There are two previous studies that compare visible and near infrared optical quality in the human eye. 36,37 Double-pass measurements of modulation transfer functions in IR and green light appear to be similar. In this previous study, subtraction of background halos (noticeably different between IR and green) was critical. 36 The other study used an objective crossed-cylinder aberroscope to measure aberrations and reported that aberrations are virtually identical in near IR and green light. 37 However, the data analysis was mainly qualitative and limited to three eyes.

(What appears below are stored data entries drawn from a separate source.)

// SPDX-FileCopyrightText: 2026 Regforge Contributors
// SPDX-License-Identifier: MIT OR Apache-2.0

//! Regforge - build-time generator of static plugin registries.
//!
//! This is the binary entry point.

mod build;
mod inspect;
mod list;

use std::path::PathBuf;

use clap::{Parser, Subcommand};
use regforge_config::RegforgeConfig;
use tracing::{debug, error};

/// Regforge - build-time generator of static plugin registries.
#[derive(Parser, Debug)]
#[command(name = "regforge", version, about, long_about = None)]
struct Cli {
    /// Read configuration from this file instead of the standard locations.
    #[arg(long, global = true, value_name = "PATH")]
    config: Option<PathBuf>,

    /// Log at debug level regardless of configuration.
    #[arg(short, long, global = true)]
    verbose: bool,

    #[command(subcommand)]
    command: Commands,
}

/// Available subcommands.
#[derive(Subcommand, Debug)]
enum Commands {
    /// Generate every registry and require map.
    Build {
        /// Only build registries for these families (repeatable).
        #[arg(long = "only", value_name = "FAMILY")]
        only: Vec<String>,
        /// Do not write the artifact map or run the artifact builder.
        #[arg(long)]
        skip_artifact: bool,
        /// Disable colored output.
        #[arg(long)]
        plain: bool,
    },
    /// Print the plugin keys a family directory would produce.
    List {
        /// Family name, e.g. `dexs`.
        family: String,
    },
    /// Load one descriptor and print its mocked default export.
    Inspect {
        /// Path to a JSON or TOML descriptor.
        descriptor: PathBuf,
    },
}

fn main() {
    let cli = Cli::parse();

    let config = match load_config(cli.config.as_deref()) {
        Ok(config) => config,
        Err(errors) => {
            regforge_config::render_errors(&errors);
            std::process::exit(1);
        }
    };

    let level = if cli.verbose {
        "debug"
    } else {
        config.general.log_level.as_str()
    };
    init_tracing(level);
    debug!(
        config = %cli
            .config
            .as_deref()
            .map(|p| p.display().to_string())
            .unwrap_or_else(|| "search path".to_string()),
        output_dir = %config.general.output_dir,
        families = config.families.names.len(),
        "configuration loaded"
    );

    let result = match cli.command {
        Commands::Build {
            only,
            skip_artifact,
            plain,
        } => {
            build::run_build_command(&config, only, skip_artifact, plain);
            Ok(())
        }
        Commands::List { family } => list::run_list(&config, &family),
        Commands::Inspect { descriptor } => inspect::run_inspect(&config, &descriptor),
    };

    if let Err(e) = result {
        error!(scope = %e.scope(), error = %e, "command failed");
        eprintln!("error: {e}");
        std::process::exit(1);
    }
}

fn load_config(
    path: Option<&std::path::Path>,
) -> Result<RegforgeConfig, Vec<regforge_config::ConfigError>> {
    match path {
        Some(path) => regforge_config::load_and_validate_path(path),
        None => regforge_config::load_and_validate(),
    }
}

/// Initialize the tracing subscriber with an env filter.
fn init_tracing(log_level: &str) {
    use tracing_subscriber::EnvFilter;

    let filter = EnvFilter::try_from_default_env()
        .unwrap_or_else(|_| EnvFilter::new(format!("regforge={log_level},warn")));

    tracing_subscriber::fmt()
        .with_env_filter(filter)
        .with_target(true)
        .with_writer(std::io::stderr)
        .init();
}

#[cfg(test)]
mod tests {
    use super::*;
    use clap::CommandFactory;

    #[test]
    fn cli_definition_is_consistent() {
        Cli::command().debug_assert();
    }

    #[test]
    fn build_accepts_repeated_only() {
        let cli = Cli::parse_from([
            "regforge",
            "build",
            "--only",
            "dexs",
            "--only",
            "fees",
            "--skip-artifact",
        ]);
        match cli.command {
            Commands::Build {
                only,
                skip_artifact,
                plain,
            } => {
                assert_eq!(only, vec!["dexs", "fees"]);
                assert!(skip_artifact);
                assert!(!plain);
            }
            other => panic!("expected build, got {other:?}"),
        }
    }

    #[test]
    fn global_flags_follow_subcommand() {
        let cli = Cli::parse_from(["regforge", "list", "dexs", "--config", "x.toml", "-v"]);
        assert_eq!(cli.config, Some(PathBuf::from("x.toml")));
        assert!(cli.verbose);
    }
}
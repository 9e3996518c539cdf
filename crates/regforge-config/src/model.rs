// SPDX-FileCopyrightText: 2026 Regforge Contributors
// SPDX-License-Identifier: MIT OR Apache-2.0

//! Configuration model structs for the regforge registry generator.
//!
//! All structs use `#[serde(deny_unknown_fields)]` to reject unrecognized
//! config keys at startup, providing actionable error messages.

use std::collections::BTreeMap;

use regforge_core::PluginValue;
use serde::{Deserialize, Serialize};

/// Top-level regforge configuration.
///
/// Loaded from TOML files following XDG hierarchy, with environment variable overrides.
/// All sections are optional and default to the layout of the adapters monorepo.
#[derive(Debug, Clone, Deserialize, Serialize)]
#[serde(deny_unknown_fields)]
pub struct RegforgeConfig {
    /// Output location and logging.
    #[serde(default)]
    pub general: GeneralConfig,

    /// Plugin families that get full load/validate/mock registries.
    #[serde(default)]
    pub families: FamiliesConfig,

    /// Flat require map over the liquidations directory.
    #[serde(default = "RequireMapConfig::liquidations")]
    pub liquidations: RequireMapConfig,

    /// Flat require map over the emissions protocols directory.
    #[serde(default = "RequireMapConfig::emissions")]
    pub emissions: RequireMapConfig,

    /// Protocol, treasury, and entity catalogs.
    #[serde(default)]
    pub catalogs: CatalogsConfig,

    /// Key-to-path map and the secondary artifact builder.
    #[serde(default)]
    pub artifact: ArtifactConfig,
}

impl Default for RegforgeConfig {
    fn default() -> Self {
        Self {
            general: GeneralConfig::default(),
            families: FamiliesConfig::default(),
            liquidations: RequireMapConfig::liquidations(),
            emissions: RequireMapConfig::emissions(),
            catalogs: CatalogsConfig::default(),
            artifact: ArtifactConfig::default(),
        }
    }
}

/// Output location and logging configuration.
#[derive(Debug, Clone, Deserialize, Serialize)]
#[serde(deny_unknown_fields)]
pub struct GeneralConfig {
    /// Logging level (trace, debug, info, warn, error).
    #[serde(default = "default_log_level")]
    pub log_level: String,

    /// Directory every generated file is written into.
    #[serde(default = "default_output_dir")]
    pub output_dir: String,

    /// Sort directory listings lexically instead of keeping filesystem order.
    #[serde(default)]
    pub sort_entries: bool,
}

impl Default for GeneralConfig {
    fn default() -> Self {
        Self {
            log_level: default_log_level(),
            output_dir: default_output_dir(),
            sort_entries: false,
        }
    }
}

fn default_log_level() -> String {
    "info".to_string()
}

fn default_output_dir() -> String {
    "./src/utils/imports".to_string()
}

/// Plugin family configuration.
///
/// A family named `dexs` is listed from `{source_dir}/dexs`, loaded as
/// `{package}/dexs/<key>`, linked to `{code_url}/dexs/<entry>`, and written
/// to `{output_dir}/dexs{output_suffix}`.
#[derive(Debug, Clone, Deserialize, Serialize)]
#[serde(deny_unknown_fields)]
pub struct FamiliesConfig {
    /// Family names, processed in this order.
    #[serde(default = "default_family_names")]
    pub names: Vec<String>,

    /// Package prefix of the logical module path.
    #[serde(default = "default_family_package")]
    pub package: String,

    /// Directory holding one subdirectory per family.
    #[serde(default = "default_family_source_dir")]
    pub source_dir: String,

    /// Directory holding descriptor files, laid out like `source_dir`.
    /// Descriptors are looked up in `source_dir` when unset.
    #[serde(default)]
    pub descriptor_dir: Option<String>,

    /// Base URL for browsable source links.
    #[serde(default = "default_code_url")]
    pub code_url: String,

    /// Reserved entry names that never become plugin keys.
    #[serde(default = "default_family_exclude")]
    pub exclude: Vec<String>,

    /// Extensions stripped from entry names to form plugin keys.
    #[serde(default = "default_extensions")]
    pub extensions: Vec<String>,

    /// Maximum nesting depth accepted for a plugin module.
    #[serde(default = "default_max_value_depth")]
    pub max_value_depth: usize,

    /// Type name used in the generated import and trailing annotation.
    #[serde(default = "default_type_name")]
    pub type_name: String,

    /// Module the type name is imported from.
    #[serde(default = "default_type_module")]
    pub type_module: String,

    /// Suffix appended to the family name to form the output file name.
    #[serde(default = "default_output_suffix")]
    pub output_suffix: String,

    /// Default-filling applied to every loaded default export.
    #[serde(default)]
    pub normalize: NormalizeConfig,
}

impl Default for FamiliesConfig {
    fn default() -> Self {
        Self {
            names: default_family_names(),
            package: default_family_package(),
            source_dir: default_family_source_dir(),
            descriptor_dir: None,
            code_url: default_code_url(),
            exclude: default_family_exclude(),
            extensions: default_extensions(),
            max_value_depth: default_max_value_depth(),
            type_name: default_type_name(),
            type_module: default_type_module(),
            output_suffix: default_output_suffix(),
            normalize: NormalizeConfig::default(),
        }
    }
}

fn default_family_names() -> Vec<String> {
    [
        "dexs",
        "fees",
        "aggregators",
        "options",
        "incentives",
        "aggregator-derivatives",
        "bridge-aggregators",
    ]
    .iter()
    .map(|s| s.to_string())
    .collect()
}

fn default_family_package() -> String {
    "@defillama/dimension-adapters".to_string()
}

fn default_family_source_dir() -> String {
    "./dimension-adapters".to_string()
}

fn default_code_url() -> String {
    "https://github.com/DefiLlama/dimension-adapters/blob/master".to_string()
}

fn default_family_exclude() -> Vec<String> {
    vec!["index".to_string(), "README".to_string(), ".gitkeep".to_string()]
}

fn default_extensions() -> Vec<String> {
    regforge_core::DEFAULT_EXTENSIONS
        .iter()
        .map(|s| s.to_string())
        .collect()
}

fn default_max_value_depth() -> usize {
    64
}

fn default_type_name() -> String {
    "Adapter".to_string()
}

fn default_type_module() -> String {
    "@defillama/dimension-adapters/adapters/types".to_string()
}

fn default_output_suffix() -> String {
    "_adapters.ts".to_string()
}

/// Default-filling rules applied to each loaded default export.
#[derive(Debug, Clone, Deserialize, Serialize)]
#[serde(deny_unknown_fields)]
pub struct NormalizeConfig {
    /// Disable to pass default exports through untouched.
    #[serde(default = "default_true")]
    pub enabled: bool,

    /// Top-level fields filled in when absent.
    #[serde(default = "default_top_level_defaults")]
    pub defaults: BTreeMap<String, PluginValue>,

    /// Map-valued field whose children receive `nested_defaults`.
    #[serde(default = "default_nested_key")]
    pub nested_key: Option<String>,

    /// Fields filled into every map child of `nested_key` when absent.
    #[serde(default)]
    pub nested_defaults: BTreeMap<String, PluginValue>,
}

impl Default for NormalizeConfig {
    fn default() -> Self {
        Self {
            enabled: true,
            defaults: default_top_level_defaults(),
            nested_key: default_nested_key(),
            nested_defaults: BTreeMap::new(),
        }
    }
}

fn default_top_level_defaults() -> BTreeMap<String, PluginValue> {
    let mut defaults = BTreeMap::new();
    defaults.insert("version".to_string(), PluginValue::from(1i64));
    defaults
}

fn default_nested_key() -> Option<String> {
    Some("adapter".to_string())
}

fn default_true() -> bool {
    true
}

/// A flat `require(...)` map over one directory, without loading or mocking.
#[derive(Debug, Clone, Deserialize, Serialize)]
#[serde(deny_unknown_fields)]
pub struct RequireMapConfig {
    /// Whether this map is generated at all.
    #[serde(default = "default_true")]
    pub enabled: bool,

    /// Package prefix prepended to each raw entry name.
    #[serde(default)]
    pub package: String,

    /// Directory whose immediate entries are mapped.
    #[serde(default)]
    pub source_dir: String,

    /// Entry names skipped verbatim.
    #[serde(default)]
    pub exclude: Vec<String>,

    /// Strip recognized extensions from keys (load paths keep the raw name).
    #[serde(default)]
    pub strip_extensions: bool,

    /// Output file name inside `general.output_dir`.
    #[serde(default)]
    pub output_file: String,
}

impl RequireMapConfig {
    /// Defaults for the liquidations map.
    pub fn liquidations() -> Self {
        Self {
            enabled: true,
            package: "@defillama/adapters/liquidations".to_string(),
            source_dir: "./DefiLlama-Adapters/liquidations".to_string(),
            exclude: vec![
                "test.ts".to_string(),
                "utils".to_string(),
                "README.md".to_string(),
            ],
            strip_extensions: false,
            output_file: "adapters_liquidations.ts".to_string(),
        }
    }

    /// Defaults for the emissions map.
    pub fn emissions() -> Self {
        Self {
            enabled: true,
            package: "@defillama/emissions-adapters/protocols".to_string(),
            source_dir: "./emissions-adapters/protocols".to_string(),
            exclude: vec![],
            strip_extensions: true,
            output_file: "emissions_adapters.ts".to_string(),
        }
    }
}

/// Input catalogs merged into the project require map and the artifact map.
#[derive(Debug, Clone, Deserialize, Serialize)]
#[serde(deny_unknown_fields)]
pub struct CatalogsConfig {
    /// Whether the catalog require map and artifact map are generated.
    #[serde(default = "default_true")]
    pub enabled: bool,

    /// JSON array of protocol records.
    #[serde(default = "default_protocols_path")]
    pub protocols: String,

    /// JSON array of treasury records.
    #[serde(default = "default_treasuries_path")]
    pub treasuries: String,

    /// JSON array of entity records.
    #[serde(default = "default_entities_path")]
    pub entities: String,

    /// Package prefix for each catalog module identifier.
    #[serde(default = "default_catalog_package")]
    pub package: String,

    /// Output file name inside `general.output_dir`.
    #[serde(default = "default_catalog_output")]
    pub output_file: String,
}

impl Default for CatalogsConfig {
    fn default() -> Self {
        Self {
            enabled: true,
            protocols: default_protocols_path(),
            treasuries: default_treasuries_path(),
            entities: default_entities_path(),
            package: default_catalog_package(),
            output_file: default_catalog_output(),
        }
    }
}

fn default_protocols_path() -> String {
    "./src/protocols/data.json".to_string()
}

fn default_treasuries_path() -> String {
    "./src/protocols/treasury.json".to_string()
}

fn default_entities_path() -> String {
    "./src/protocols/entities.json".to_string()
}

fn default_catalog_package() -> String {
    "@defillama/adapters/projects".to_string()
}

fn default_catalog_output() -> String {
    "adapters.ts".to_string()
}

/// Secondary artifact builder configuration.
#[derive(Debug, Clone, Deserialize, Serialize)]
#[serde(deny_unknown_fields)]
pub struct ArtifactConfig {
    /// Whether the map is written and the builder invoked.
    #[serde(default = "default_true")]
    pub enabled: bool,

    /// File name of the key-to-path map inside `general.output_dir`.
    #[serde(default = "default_map_file")]
    pub map_file: String,

    /// Program and arguments; the map file path is appended as the last argument.
    #[serde(default = "default_artifact_command")]
    pub command: Vec<String>,
}

impl Default for ArtifactConfig {
    fn default() -> Self {
        Self {
            enabled: true,
            map_file: default_map_file(),
            command: default_artifact_command(),
        }
    }
}

fn default_map_file() -> String {
    "tvlAdapterData.json".to_string()
}

fn default_artifact_command() -> Vec<String> {
    vec![
        "node".to_string(),
        "./src/cli/buildTvlModuleData.js".to_string(),
    ]
}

In this paper, we compare ocular aberrations between near IR (786 nm for laser ray tracing [LRT] and 788 nm for Shack-Hartmann [SH]) and visible illumination (543 nm) measured with two objective techniques, LRT and SH. These are experimental systems developed at Instituto de Optica (CSIC), Madrid, Spain and Imperial College, London, UK, respectively, but the conclusions drawn here can be extrapolated to recent unrelated commercially available instruments, based on similar principles. We performed measurements on 36 subjects with a wide range of ages, refractions, and ocular conditions (including old and surgical eyes), thus covering a wide range of aberrations and, potentially, ocular and retinal structural differences.
Laser Ray Tracing
Setup and Procedures.
The laser ray tracing technique (Fig. 1 A) has been described in detail elsewhere. 5,13,21,22,38 A set of 37 parallel laser pencils sequentially scans a 6.51-mm pupil in a 1-mm step-hexagonal pattern. Aerial images formed by the light reflected off the retina are simultaneously recorded on a high-resolution CCD camera. The centroid of each aerial image is estimated. The deviations of the centroids from the reference (which is the position of the centroid corresponding to the chief ray) are proportional to the local derivative of the wave aberration. The wave aberration is obtained from the sets of derivatives by means of a modal fitting to the Zernike polynomial basis (through seventh order). In previous studies using this technique, measurements were obtained using a 543-nm HeNe laser beam (Melles Griot, 5 mW). For this study, light from an IR (786 nm) laser diode coupled to an optical fiber (Schäfter + Kirchhoff, 15 mW) was inserted into the system using a pellicle beam splitter and coaligned to the green beam. Both lasers were attenuated, by means of neutral-density filters, and light exposure was at least one order of magnitude below safety limits. 39
Setting and Control Experiment.
Measurements were conducted at Instituto de Óptica, CSIC, Madrid, Spain. The system was calibrated to verify that it did not introduce chromatic aberration. For this purpose, we placed a calibrated aberrated phase plate 17 in front of a diffraction-limited artificial eye and measured its aberrations using green and IR light. Identical results were obtained for all aberration terms within the accuracy of the technique, including the defocus term, and replicated the nominal aberrations of the phase-plate.
We measured 25 eyes (labeled #1 to #25) from 16 subjects: 19 eyes were normal, one eye was aphakic (#8), and five eyes had undergone laser-assisted in situ keratomileuesis refractive surgery (#5, #6, #10, #12, and #13). Ages ranged from 20 to 71 years (mean ± SD, 33 ± 11 years), spherical error ranged from −6.00 to +16.50 D (mean, −1.62 ± 4.42 D), and astigmatism ranged from 3.78 to 0.07 D (mean, 1.07 ± 0.98 D).
Before the measurement, an informed consent form approved by institutional ethical committees was signed by each patient in accordance with the tenets of the Declaration of Helsinki. The pupil was dilated with one drop of Tropicamide 1%.
Subjects were stabilized with a dental impression and a forehead rest, and the eye was monitored with a CCD camera to ensure alignment of the pupil center to the optical axis of the instrument during the measurement. Spherical refractive errors were compensated with trial lenses when necessary.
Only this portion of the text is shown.